What Black Women Need to Know About Breast Cancer

It’s been nearly a month since our favorite “Good Morning America” co-host Robin Roberts had a bone marrow transplant. She’s doing ‘Great! She says in a blog, “I continue to learn so much on this journey, especially when it comes to true friendship and love. The only numbers that matter are my blood counts and they are. . . GREAT!”


Roberts, whose suffering from Myelodysplastic syndrome, a disorder spurred by her treatment for breast cancer last year, received her sister’s donated marrow via a transplant on Sept. 20 at Memorial Sloan-Kettering Cancer Center, the world’s oldest and largest private cancer center, located in New York.

“My doctors and rock star nurses are very pleased with my progress and I could not be more thankful for the excellent care I am receiving. I have had some extremely painful days and it’s still difficult for me to eat because of all the chemo,” she wrote.

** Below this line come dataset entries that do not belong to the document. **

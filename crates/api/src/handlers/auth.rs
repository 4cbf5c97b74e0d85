//! Handlers for the `/auth` resource (register, login, refresh, verify,
//! validate, logout).

use axum::extract::State;
use axum::http::{HeaderMap, StatusCode};
use axum::Json;
use seclock_core::audit::{login_failed_detail, ActionKind};
use seclock_core::error::CoreError;
use seclock_core::privileges::Capability;
use seclock_core::types::{DbId, Timestamp};
use seclock_core::users::Registration;
use seclock_db::models::user::UserProfile;
use serde::{Deserialize, Serialize};

use crate::auth::credentials::{create_user, verify_credentials};
use crate::auth::tokens::IssuedToken;
use crate::config::RegistrationMode;
use crate::error::{AppError, AppResult};
use crate::extract::ApiJson;
use crate::middleware::auth::{authenticate_bearer, AuthUser};
use crate::middleware::rbac::authorize;
use crate::middleware::request_log::RequestMeta;
use crate::state::AppState;

// ---------------------------------------------------------------------------
// Request / response types
// ---------------------------------------------------------------------------

/// Request body for `POST /auth/login`.
///
/// Both fields are optional so that an incomplete body is still recorded as
/// a failed login rather than rejected by the extractor.
#[derive(Debug, Deserialize)]
pub struct LoginRequest {
    pub login: Option<String>,
    pub password: Option<String>,
}

/// Request body for `POST /auth/refresh` and `POST /auth/validate`.
#[derive(Debug, Deserialize)]
pub struct TokenRequest {
    pub token: String,
}

/// Successful authentication response returned by register, login and refresh.
#[derive(Debug, Serialize)]
pub struct AuthResponse {
    pub token: String,
    pub token_type: &'static str,
    pub expires_at: Timestamp,
    /// Token lifetime in seconds.
    pub expires_in: i64,
    pub user: UserProfile,
}

impl AuthResponse {
    fn new(issued: IssuedToken, user: UserProfile) -> Self {
        Self {
            expires_in: issued.claims.exp - issued.claims.iat,
            token: issued.token,
            token_type: "Bearer",
            expires_at: issued.expires_at,
            user,
        }
    }
}

#[derive(Debug, Serialize)]
pub struct VerifyResponse {
    pub valid: bool,
    pub user: UserProfile,
}

#[derive(Debug, Serialize)]
pub struct ValidateResponse {
    pub valid: bool,
}

// ---------------------------------------------------------------------------
// Handlers
// ---------------------------------------------------------------------------

/// POST /api/auth/register
///
/// Create an account and issue its first token. In `privileged` registration
/// mode the caller must hold `edit_users`.
pub async fn register(
    State(state): State<AppState>,
    meta: RequestMeta,
    headers: HeaderMap,
    ApiJson(input): ApiJson<Registration>,
) -> AppResult<(StatusCode, Json<AuthResponse>)> {
    let creator = match state.config.registration_mode {
        RegistrationMode::Open => None,
        RegistrationMode::Privileged => {
            let caller = authenticate_bearer(&state, &headers).await?;
            authorize(&state, &meta, &caller, Capability::EditUsers).await?;
            Some(caller.user_id)
        }
    };

    let user = create_user(state.store.as_ref(), input, state.config.password_min_length).await?;
    let profile = load_profile(&state, user.id).await?;
    let issued = state.tokens().issue(&profile).await?;

    state
        .audit
        .system_event(
            meta.event(ActionKind::UserCreation)
                .with_actor(Some(creator.unwrap_or(user.id)))
                .with_detail(format!("User {} created", profile.login)),
        )
        .await;

    Ok((StatusCode::CREATED, Json(AuthResponse::new(issued, profile))))
}

/// POST /api/auth/login
///
/// Authenticate with login + password. Unknown logins and wrong passwords
/// are indistinguishable to the caller and in the audit trail.
pub async fn login(
    State(state): State<AppState>,
    meta: RequestMeta,
    ApiJson(input): ApiJson<LoginRequest>,
) -> AppResult<Json<AuthResponse>> {
    let login = input.login.as_deref().map(str::trim).unwrap_or_default();
    let password = input.password.as_deref().unwrap_or_default();

    if login.is_empty() || password.is_empty() {
        record_login_failure(&state, &meta, login).await;
        return Err(AppError::Core(CoreError::Validation(
            "login and password are required".into(),
        )));
    }

    let Some(user) = verify_credentials(state.store.as_ref(), login, password).await? else {
        record_login_failure(&state, &meta, login).await;
        return Err(AppError::Core(CoreError::Unauthorized(
            "Invalid login or password".into(),
        )));
    };

    let profile = load_profile(&state, user.id).await?;
    let issued = state.tokens().issue(&profile).await?;

    tracing::info!(user_id = user.id, "User logged in");
    state
        .audit
        .system_event(meta.event(ActionKind::Login).with_actor(Some(user.id)))
        .await;

    Ok(Json(AuthResponse::new(issued, profile)))
}

/// POST /api/auth/refresh
///
/// Exchange the current token, expired or not, for a fresh one carrying the
/// user's current privilege.
pub async fn refresh(
    State(state): State<AppState>,
    ApiJson(input): ApiJson<TokenRequest>,
) -> AppResult<Json<AuthResponse>> {
    let (profile, issued) = state.tokens().refresh(&input.token).await?;
    tracing::debug!(user_id = profile.id, "Token refreshed");
    Ok(Json(AuthResponse::new(issued, profile)))
}

/// GET /api/auth/verify
///
/// Succeeds only for the caller's current, unexpired token.
pub async fn verify(State(state): State<AppState>, auth_user: AuthUser) -> AppResult<Json<VerifyResponse>> {
    let user = load_profile(&state, auth_user.user_id).await?;
    Ok(Json(VerifyResponse { valid: true, user }))
}

/// POST /api/auth/validate
///
/// Report whether a token would be accepted, without failing on bad tokens.
pub async fn validate(
    State(state): State<AppState>,
    ApiJson(input): ApiJson<TokenRequest>,
) -> AppResult<Json<ValidateResponse>> {
    let valid = match state.tokens().authenticate(&input.token).await {
        Ok(_) => true,
        Err(CoreError::Unauthorized(_) | CoreError::TokenExpired) => false,
        Err(e) => return Err(e.into()),
    };
    Ok(Json(ValidateResponse { valid }))
}

/// POST /api/auth/logout
///
/// Revoke the caller's stored token. Returns 204 No Content.
pub async fn logout(State(state): State<AppState>, auth_user: AuthUser) -> AppResult<StatusCode> {
    state.tokens().revoke(auth_user.user_id).await?;
    tracing::info!(user_id = auth_user.user_id, "User logged out");
    Ok(StatusCode::NO_CONTENT)
}

// ---------------------------------------------------------------------------
// Helpers
// ---------------------------------------------------------------------------

async fn load_profile(state: &AppState, user_id: DbId) -> AppResult<UserProfile> {
    state
        .store
        .user_profile(user_id)
        .await?
        .ok_or_else(|| AppError::Core(CoreError::not_found("User", user_id)))
}

async fn record_login_failure(state: &AppState, meta: &RequestMeta, login: &str) {
    tracing::info!(login, "Failed login attempt");
    state
        .audit
        .system_event(meta.event(ActionKind::LoginFailed).with_detail(login_failed_detail(login)))
        .await;
}
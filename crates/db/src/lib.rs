//! Persistence for SecLock: Postgres repositories, the store traits the API
//! depends on, and an in-memory implementation of those traits.

use sqlx::postgres::PgPoolOptions;

pub mod error;
pub mod models;
pub mod repositories;
pub mod store;

pub use error::{DbError, DbResult};
pub use store::{memory::MemoryStore, postgres::PgStore, Store};

pub type DbPool = sqlx::PgPool;

/// Create a connection pool from a database URL.
pub async fn create_pool(database_url: &str) -> Result<DbPool, sqlx::Error> {
    PgPoolOptions::new()
        .max_connections(20)
        .connect(database_url)
        .await
}

/// Round-trip a trivial query to confirm the database is reachable.
pub async fn health_check(pool: &DbPool) -> Result<(), sqlx::Error> {
    sqlx::query_scalar::<_, i32>("SELECT 1")
        .fetch_one(pool)
        .await
        .map(|_| ())
}

/// Apply the embedded migrations under `db/migrations`.
pub async fn run_migrations(pool: &DbPool) -> Result<(), sqlx::migrate::MigrateError> {
    sqlx::migrate!("../../db/migrations").run(pool).await
}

If the transplant fails, her condition could worsen to leukemia. Let’s keep Roberts and other sister survivors in our prayers.

October marks National Breast Cancer Awareness Month. Although African American women are less likely than white women to be diagnosed with breast cancer, the ones who develop the disease are more likely to die from it than any other racial or ethnic group in the U.S.